Una folata d'aria fresca sale prepotentemente
all'apertura delle porte, facendomi rabbrividire.
Ci attende il prof. Calabria, presidente
dell'A.N.P.I. di Trieste, che ci accompagnerà
durante la visita alla Risiera di San Sabba.
Sapevamo già che questo
pesante complesso costruito per la pilatura del
riso, venne poi utilizzato dai nazisti come campo
di prigionia per i militari italiani catturati
dopo l'8 settembre del '43, base di smistamento
verso la Germania e la Polonia, o luogo in cui
venivano eliminati gli ostaggi, i partigiani, i
prigionieri politici e gli Ebrei.
Silenziosamente ci addentriamo in questo cupo
casermone, ma prima di iniziare la visita
accurata, veniamo condotti al centro del cortile
interno dove la guida inizia ad illustrarci la
storia di questo campo.
Mi sforzo di ascoltare, ma la mia attenzione è
sviata da una strana sensazione che mi fa venire
i brividi. Le mura altissime che mi circondano mi
opprimono, mi soffocano e posso cercare respiro
solo nel fazzoletto di cielo che ancora
intravedo.
Non sono passati che 10 minuti dal mio arrivo e
già vorrei fuggire, quando scorgo un cartello
che mi fa accapponare la pelle: l'indicazione
della cella della morte, un piccolo
locale buio in cui venivano rinchiusi i
prigionieri che in capo a poche ore sarebbero
stati uccisi e poi cremati.
La descrizione della nostra guida slovena è
tanto particolareggiata da suscitare in me una
violenta, indescrivibile emozione. Restiamo
immobili, in silenzio per alcuni istanti quasi
per ascoltare i rumori, le voci che sembravano
ancora echeggiare in quei luoghi di disperazione,
quasi lo scorrere del sangue che quelle pareti
scrostate sembravano trasudare.
Ancora più orrenda la visione delle successive
piccole celle. Faccio scorrere lentamente lo
sguardo: ne conto 17. Qui, 6 per stanza, erano
rinchiusi i detenuti in attesa di condanna. Le
prime due venivano utilizzate per la tortura,
sempre spietata, che spesso conduceva alla morte.

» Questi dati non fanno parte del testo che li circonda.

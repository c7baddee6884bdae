//! Process-local stores.
//!
//! Used by tests and by deployments configured with `numbering.store = "memory"`.
//! Counters live only as long as the process.

use async_trait::async_trait;
use chrono::{DateTime, Utc};
use dashmap::DashMap;
use tally_shared::types::{ListLimit, SequenceId};
use tokio::sync::RwLock;

use crate::numbering::error::NumberingError;
use crate::numbering::store::{HistoryStore, SequenceStore};
use crate::numbering::types::{
    CasOutcome, CasUpdate, DocumentNumberHistory, DocumentSequence, DocumentType, SequenceConfig,
    SequenceResetAudit,
};

/// Sequence store backed by a concurrent map.
///
/// Every mutation holds the map's write guard for its key, which serialises
/// writers per `document_type` while leaving other keys untouched.
#[derive(Debug, Default)]
pub struct InMemorySequenceStore {
    sequences: DashMap<DocumentType, DocumentSequence>,
}

impl InMemorySequenceStore {
    /// Creates an empty store.
    #[must_use]
    pub fn new() -> Self {
        Self::default()
    }

    /// Creates a store pre-loaded with `sequences`.
    #[must_use]
    pub fn with_sequences(sequences: impl IntoIterator<Item = DocumentSequence>) -> Self {
        let store = Self::new();
        for sequence in sequences {
            store
                .sequences
                .insert(sequence.document_type.clone(), sequence);
        }
        store
    }
}

#[async_trait]
impl SequenceStore for InMemorySequenceStore {
    async fn get(&self, document_type: &DocumentType) -> Result<DocumentSequence, NumberingError> {
        self.sequences
            .get(document_type)
            .map(|entry| entry.value().clone())
            .ok_or_else(|| NumberingError::NotFound(document_type.to_string()))
    }

    async fn get_by_id(&self, id: SequenceId) -> Result<DocumentSequence, NumberingError> {
        self.sequences
            .iter()
            .find(|entry| entry.id == id)
            .map(|entry| entry.value().clone())
            .ok_or_else(|| NumberingError::NotFound(id.to_string()))
    }

    async fn list(&self) -> Result<Vec<DocumentSequence>, NumberingError> {
        let mut sequences: Vec<DocumentSequence> = self
            .sequences
            .iter()
            .map(|entry| entry.value().clone())
            .collect();
        sequences.sort_by(|a, b| a.document_type.cmp(&b.document_type));
        Ok(sequences)
    }

    async fn update(&self, update: &CasUpdate) -> Result<CasOutcome, NumberingError> {
        let mut sequence = self
            .sequences
            .get_mut(&update.document_type)
            .ok_or_else(|| NumberingError::NotFound(update.document_type.to_string()))?;

        if !sequence.is_active {
            return Err(NumberingError::Inactive(update.document_type.to_string()));
        }

        if sequence.current_number != update.expected_current_number
            || sequence.last_reset_date != update.expected_last_reset_date
        {
            return Ok(CasOutcome::Mismatch {
                current_number: sequence.current_number,
            });
        }

        sequence.current_number = update.new_current_number;
        sequence.last_reset_date = update.new_last_reset_date;
        sequence.updated_at = Utc::now();
        Ok(CasOutcome::Committed)
    }

    async fn upsert(
        &self,
        document_type: &DocumentType,
        config: &SequenceConfig,
        now: DateTime<Utc>,
    ) -> Result<DocumentSequence, NumberingError> {
        let sequence = self
            .sequences
            .entry(document_type.clone())
            .and_modify(|existing| existing.apply_config(config, now))
            .or_insert_with(|| DocumentSequence::from_config(document_type.clone(), config, now));
        Ok(sequence.value().clone())
    }

    async fn provision(
        &self,
        sequence: DocumentSequence,
    ) -> Result<DocumentSequence, NumberingError> {
        let stored = self
            .sequences
            .entry(sequence.document_type.clone())
            .or_insert(sequence);
        Ok(stored.value().clone())
    }

    async fn force_set(
        &self,
        document_type: &DocumentType,
        current_number: i64,
        last_reset_date: DateTime<Utc>,
    ) -> Result<i64, NumberingError> {
        let mut sequence = self
            .sequences
            .get_mut(document_type)
            .ok_or_else(|| NumberingError::NotFound(document_type.to_string()))?;

        let previous = sequence.current_number;
        sequence.current_number = current_number;
        sequence.last_reset_date = Some(last_reset_date);
        sequence.updated_at = Utc::now();
        Ok(previous)
    }
}

/// History store backed by in-process vectors.
#[derive(Debug, Default)]
pub struct InMemoryHistoryStore {
    entries: RwLock<Vec<DocumentNumberHistory>>,
    resets: RwLock<Vec<SequenceResetAudit>>,
}

impl InMemoryHistoryStore {
    /// Creates an empty store.
    #[must_use]
    pub fn new() -> Self {
        Self::default()
    }
}

#[async_trait]
impl HistoryStore for InMemoryHistoryStore {
    async fn append(&self, entry: &DocumentNumberHistory) -> Result<(), NumberingError> {
        self.entries.write().await.push(entry.clone());
        Ok(())
    }

    async fn list(
        &self,
        limit: ListLimit,
        document_type: Option<&DocumentType>,
    ) -> Result<Vec<DocumentNumberHistory>, NumberingError> {
        let entries = self.entries.read().await;
        let mut rows: Vec<DocumentNumberHistory> = entries
            .iter()
            .filter(|row| document_type.is_none_or(|t| &row.document_type == t))
            .cloned()
            .collect();
        rows.sort_by(|a, b| {
            b.generated_date
                .cmp(&a.generated_date)
                .then_with(|| b.id.cmp(&a.id))
        });
        rows.truncate(limit.as_usize());
        Ok(rows)
    }

    async fn highest_generated_since(
        &self,
        document_type: &DocumentType,
        since: Option<DateTime<Utc>>,
    ) -> Result<Option<i64>, NumberingError> {
        let entries = self.entries.read().await;
        Ok(entries
            .iter()
            .filter(|row| &row.document_type == document_type)
            .filter(|row| since.is_none_or(|start| row.generated_date >= start))
            .map(|row| row.generated_number)
            .max())
    }

    async fn record_reset(&self, audit: &SequenceResetAudit) -> Result<(), NumberingError> {
        self.resets.write().await.push(audit.clone());
        Ok(())
    }

    async fn list_resets(
        &self,
        document_type: &DocumentType,
        limit: ListLimit,
    ) -> Result<Vec<SequenceResetAudit>, NumberingError> {
        let resets = self.resets.read().await;
        let mut rows: Vec<SequenceResetAudit> = resets
            .iter()
            .filter(|row| &row.document_type == document_type)
            .cloned()
            .collect();
        rows.sort_by(|a, b| b.reset_at.cmp(&a.reset_at).then_with(|| b.id.cmp(&a.id)));
        rows.truncate(limit.as_usize());
        Ok(rows)
    }
}

#[cfg(test)]
mod tests {
    use super::*;
    use crate::numbering::types::{ResetFrequency, SequenceDefaults};
    use chrono::TimeZone;
    use tally_shared::types::HistoryEntryId;

    fn invoice() -> DocumentType {
        DocumentType::parse("invoice").unwrap()
    }

    fn seeded(current_number: i64) -> InMemorySequenceStore {
        let now = Utc.with_ymd_and_hms(2026, 1, 5, 9, 0, 0).unwrap();
        let mut sequence =
            DocumentSequence::with_defaults(invoice(), &SequenceDefaults::default(), now);
        sequence.current_number = current_number;
        InMemorySequenceStore::with_sequences([sequence])
    }

    fn cas(expected: i64, new: i64) -> CasUpdate {
        CasUpdate {
            document_type: invoice(),
            expected_current_number: expected,
            expected_last_reset_date: None,
            new_current_number: new,
            new_last_reset_date: None,
        }
    }

    #[tokio::test]
    async fn test_cas_commits_on_match() {
        let store = seeded(40);
        assert_eq!(store.update(&cas(40, 41)).await.unwrap(), CasOutcome::Committed);
        assert_eq!(store.get(&invoice()).await.unwrap().current_number, 41);
    }

    #[tokio::test]
    async fn test_cas_reports_mismatch_without_writing() {
        let store = seeded(42);
        assert_eq!(
            store.update(&cas(40, 41)).await.unwrap(),
            CasOutcome::Mismatch { current_number: 42 }
        );
        assert_eq!(store.get(&invoice()).await.unwrap().current_number, 42);
    }

    #[tokio::test]
    async fn test_cas_compares_reset_date() {
        let store = seeded(0);
        let mut update = cas(0, 1);
        update.expected_last_reset_date = Some(Utc::now());
        assert!(matches!(
            store.update(&update).await.unwrap(),
            CasOutcome::Mismatch { .. }
        ));
    }

    #[tokio::test]
    async fn test_cas_unknown_and_inactive() {
        let store = InMemorySequenceStore::new();
        assert!(matches!(
            store.update(&cas(0, 1)).await,
            Err(NumberingError::NotFound(_))
        ));

        let store = seeded(0);
        let mut config = SequenceConfig {
            prefix: String::new(),
            suffix: String::new(),
            number_length: 6,
            format_template: None,
            reset_frequency: ResetFrequency::Never,
            is_active: false,
            start_number: None,
            current_number: None,
        };
        store.upsert(&invoice(), &config, Utc::now()).await.unwrap();
        assert!(matches!(
            store.update(&cas(0, 1)).await,
            Err(NumberingError::Inactive(_))
        ));

        config.is_active = true;
        store.upsert(&invoice(), &config, Utc::now()).await.unwrap();
        assert_eq!(store.update(&cas(0, 1)).await.unwrap(), CasOutcome::Committed);
    }

    #[tokio::test]
    async fn test_provision_keeps_existing_row() {
        let store = seeded(40);
        let fresh =
            DocumentSequence::with_defaults(invoice(), &SequenceDefaults::default(), Utc::now());
        let stored = store.provision(fresh).await.unwrap();
        assert_eq!(stored.current_number, 40);
    }

    #[tokio::test]
    async fn test_force_set_returns_previous() {
        let store = seeded(40);
        let now = Utc::now();
        assert_eq!(store.force_set(&invoice(), 9, now).await.unwrap(), 40);
        let sequence = store.get(&invoice()).await.unwrap();
        assert_eq!(sequence.current_number, 9);
        assert_eq!(sequence.last_reset_date, Some(now));
    }

    #[tokio::test]
    async fn test_history_highest_since() {
        let history = InMemoryHistoryStore::new();
        let jan = Utc.with_ymd_and_hms(2026, 1, 10, 0, 0, 0).unwrap();
        let feb = Utc.with_ymd_and_hms(2026, 2, 10, 0, 0, 0).unwrap();
        for (number, date) in [(7, jan), (3, feb), (4, feb)] {
            history
                .append(&DocumentNumberHistory {
                    id: HistoryEntryId::new(),
                    document_type: invoice(),
                    document_id: None,
                    generated_number: number,
                    full_document_number: number.to_string(),
                    generated_by: None,
                    generated_date: date,
                })
                .await
                .unwrap();
        }

        assert_eq!(
            history.highest_generated_since(&invoice(), None).await.unwrap(),
            Some(7)
        );
        let feb_start = Utc.with_ymd_and_hms(2026, 2, 1, 0, 0, 0).unwrap();
        assert_eq!(
            history
                .highest_generated_since(&invoice(), Some(feb_start))
                .await
                .unwrap(),
            Some(4)
        );
        let other = DocumentType::parse("receipt").unwrap();
        assert_eq!(
            history.highest_generated_since(&other, None).await.unwrap(),
            None
        );

        let recent = history.list(ListLimit::new(2), None).await.unwrap();
        assert_eq!(recent.len(), 2);
        assert!(recent.iter().all(|row| row.generated_date == feb));
    }
}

I miei compagni escono, ma io mi sento trattenuta
da uno strano impulso colto dal prof. Calabria
che estrae una piccola pila dalla tasca ed
illumina il vestibolo dell'inferno: dei
tormentati graffiti emergono dall'oscurità ed io
non resisto alla tentazione di sfiorare i sottili
solchi incisi disperatamente dai prigionieri. Un
brivido mi corre per la schiena mentre sono
invitata ad uscire.
Nell'edificio adiacente di 4 piani venivano
accomunati uomini, donne e bambini di ogni età
destinati tutti ai campi di Dachau, Auschwitz e
Mauthausen.
E' il momento del forno crematorio semidistrutto
dai nazisti in fuga, ma la cui impronta è
segnata da piastre metalliche che attraversano
tutto il cortile, indicando il passaggio della
canna fumaria diretta alla ciminiera.
Prima dei forni c'era lo stanzone adibito a
spogliatoio che portava a uno stretto
corridoio lungo il quale un soldato colpiva
violentemente alla testa gli sventurati con una
grossa mazza di legno, tramortendoli e in alcuni
casi uccidendoli. Da qui venivano poi infilati
nei forni per eliminarli definitivamente. Le urla
dei condannati venivano coperte dagli schiamazzi
dei soldati o dai guaiti dei cani. Ogni giorno
due ufficiali svuotavano in mare due sacchi pieni
di cenere umana.
La nostra visita prosegue al Civico Museo della
Risiera dove il mio sguardo si posa su una
emblematica fotografia dell'epoca che ritrae una
parete di un forno crematorio su cui campeggia la
scritta
CREDERE,UBBIDIRE,
COMBATTERE.
Accanto vi è un semplice pezzo
di carta ingiallita contenente gli estremi saluti
di un prigioniero alla sua famiglia a poche ore
dalla sua esecuzione.
La visita ormai è terminata,
ma quella sensazione di angosciosa oppressione
non mi abbandona finchè non raggiungo il
corridoio che mi conduce all'uscita.
Mi lascio alle spalle una
testimonianza che ha lasciato in me un segno
indelebile.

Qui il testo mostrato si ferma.